Writing Prompt: There Were Three of Them | Jasmine Walt

Writing Prompt: There Were Three of Them

December 5, 2014

So, I've decided to start using writing prompts at the beginning of my writing sessions. Not necessarily to get me going on my WIP again (though I will be doing that too), but just to get me writing in general. While I'm not going to make myself write past the initial flash of interest on any of these, I've found writing prompts to be helpful in the past, and some of them have even carried forward into entire stories.

Today's writing prompt was to write a story that starts with the line ‘There were three of them.' And I must say I'm somewhat pleased with what I turned out. It's definitely not a story, but it has the makings of one. It could even be a novel someday.
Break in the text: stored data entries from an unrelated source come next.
//! Stage trait, stage outcomes and error types.

use async_trait::async_trait;
use thiserror::Error;

use crate::envelope::RecordEnvelope;
use crate::task::TaskId;

/// Error returned by a stage or by a call to an external service.
#[derive(Error, Debug)]
pub enum StepError {
    /// The call may succeed if repeated, e.g. a dropped connection.
    #[error("retryable: {0}")]
    Retryable(#[source] anyhow::Error),

    /// Repeating the call cannot help, e.g. missing input.
    #[error("permanent: {0}")]
    Permanent(#[source] anyhow::Error),
}

impl StepError {
    pub fn retryable(err: impl Into<anyhow::Error>) -> Self {
        Self::Retryable(err.into())
    }

    pub fn permanent(err: impl Into<anyhow::Error>) -> Self {
        Self::Permanent(err.into())
    }

    pub fn is_retryable(&self) -> bool {
        matches!(self, Self::Retryable(_))
    }

    /// The underlying error, without the retryable/permanent label.
    pub fn inner(&self) -> &anyhow::Error {
        match self {
            Self::Retryable(err) | Self::Permanent(err) => err,
        }
    }
}

/// A record that could not be processed, bound for the notification stream.
#[derive(Debug, Clone, PartialEq, Eq)]
pub struct RecordError {
    pub task_id: TaskId,
    pub resource: String,
    pub message: String,
    pub additional_info: String,
}

/// What a stage decided to do with a record.
#[derive(Debug, Clone)]
pub enum Outcome {
    /// Hand the (possibly changed) envelope to the next stage.
    Forward(RecordEnvelope),
    /// Stop processing this record and report it as failed.
    Error(RecordError),
    /// Stop processing this record and count it as deleted.
    Drop { task_id: TaskId, resource: String },
}

impl Outcome {
    /// Build an error outcome for the given envelope.
    pub fn error(
        envelope: &RecordEnvelope,
        message: impl Into<String>,
        additional_info: impl Into<String>,
    ) -> Self {
        Self::Error(RecordError {
            task_id: envelope.task_id,
            resource: envelope.resource.clone(),
            message: message.into(),
            additional_info: additional_info.into(),
        })
    }

    /// Build a drop outcome for the given envelope.
    pub fn drop(envelope: &RecordEnvelope) -> Self {
        Self::Drop {
            task_id: envelope.task_id,
            resource: envelope.resource.clone(),
        }
    }

    /// Short label for logging.
    pub fn kind(&self) -> &'static str {
        match self {
            Self::Forward(_) => "forward",
            Self::Error(_) => "error",
            Self::Drop { .. } => "drop",
        }
    }
}

/// A single processing step in a topology.
///
/// Stages are stateless with respect to records: everything a stage needs to
/// know about a record travels in the envelope it receives.
#[async_trait]
pub trait Stage: Send + Sync {
    /// The name of this stage for logging and topic naming.
    fn name(&self) -> &'static str;

    /// Process one record.
    ///
    /// Domain failures should be returned as `Ok(Outcome::Error(..))`. An
    /// `Err` is turned into an error outcome by the caller, carrying the
    /// error text.
    async fn process(&self, envelope: RecordEnvelope) -> Result<Outcome, StepError>;
}

#[cfg(test)]
mod tests {
    use super::*;

    #[test]
    fn test_step_error_classification() {
        assert!(StepError::retryable(anyhow::anyhow!("timeout")).is_retryable());
        assert!(!StepError::permanent(anyhow::anyhow!("bad input")).is_retryable());
    }

    #[test]
    fn test_error_outcome_carries_record_identity() {
        let envelope = RecordEnvelope::new(TaskId(7), "validation", "http://host/r/1");
        match Outcome::error(&envelope, "invalid", "line 3") {
            Outcome::Error(err) => {
                assert_eq!(err.task_id, TaskId(7));
                assert_eq!(err.resource, "http://host/r/1");
                assert_eq!(err.message, "invalid");
                assert_eq!(err.additional_info, "line 3");
            }
            other => panic!("unexpected outcome {}", other.kind()),
        }
    }
}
But for now, here it is, in all it's rough, unedited glory:

There were three of them. All dressed in hoodies and ripped jeans, their heads bent down over their text books as they pretended to study along with the rest of the class. They looked ordinary enough, with neatly trimmed haircuts and bland, unremarkable faces – the kind of kids you’d wouldn’t even give a second glance.

But Christine knew them for what they really were.

Monsters.

She’d seen them file in during homeroom, and for a moment she thought maybe they were just new students. She'd just been about to dismiss them, but then she noticed that not one of the other students was looking at or talking to these newcomers. Her classroom seemed to flow around these three like water, almost as if they didn’t exist, which was highly unusual. Ordinarily, the arrival of a new kid sparked glances and whispered conversation, if not outright attempts to welcome or converse with them, and the fact that these three seemed practically invisible was enough to make the hair rise on the back of Christine's neck.
One of the monsters – the blond one, glanced up as if to check the clock. Christine didn’t miss that his worksheet was completely blank, nor the way his eyes scanned the room. Surreptitiously, she turned her head toward the bulletin board to her left and relaxed her eyes, perceiving him through her peripheral vision.
As before, his features instantly changed; his hair became longer and stringier, his face growing gaunt and turning a pale shade of blue. His brown eyes now burned with orange fire, and his lips widened, revealing rows of shark-like teeth. Fighting back a shudder, Christine glanced away from the bulletin board and the boy’s face returned to normal, just as before.
“Ms. Fusco, is there somewhere else you’d rather be right now?” Ms. Flanagan rapped her knuckles sharply against her desk, and the entire class swiveled their heads around to look at Christine, including the monsters. “I see there seems to be something more important than your worksheet.”
“N-no, Ms. Flanagan.” Christine lowered her eyes, her face flushing. “I was just trying to work through a problem in my head.”
“Well that won’t do,” Ms. Flanagan scrunched up her bird-like nose, causing her glasses to slide down the bridge of her nose. She gave Christine a stern glare, then pushed them back up. “I expect you to use your scratch paper if you need to work something out.”
“Yes Ms. Flanagan. It won’t happen again.” Christine ducked her head, returning her eyes to her paper. Her pulse was pounding in her ears as though she’d just done a set of laps around the track.
Smooth move, attracting the attention of the entire class, an inner voice snapped. Now the monsters have taken notice of you.
Flicking her eyes ahead, her heart nearly stopped as she noticed one of them had turned his head and stared at her directly. She immediately looked away, but she felt his eyes stay on her for several more seconds before he, too, turned back to his work.
There was no doubt about it now. She was definitely going to have to kill them.

Do you use writing prompts? If so, have you found them helpful in boosting your creative juices? Would love to hear your thoughts.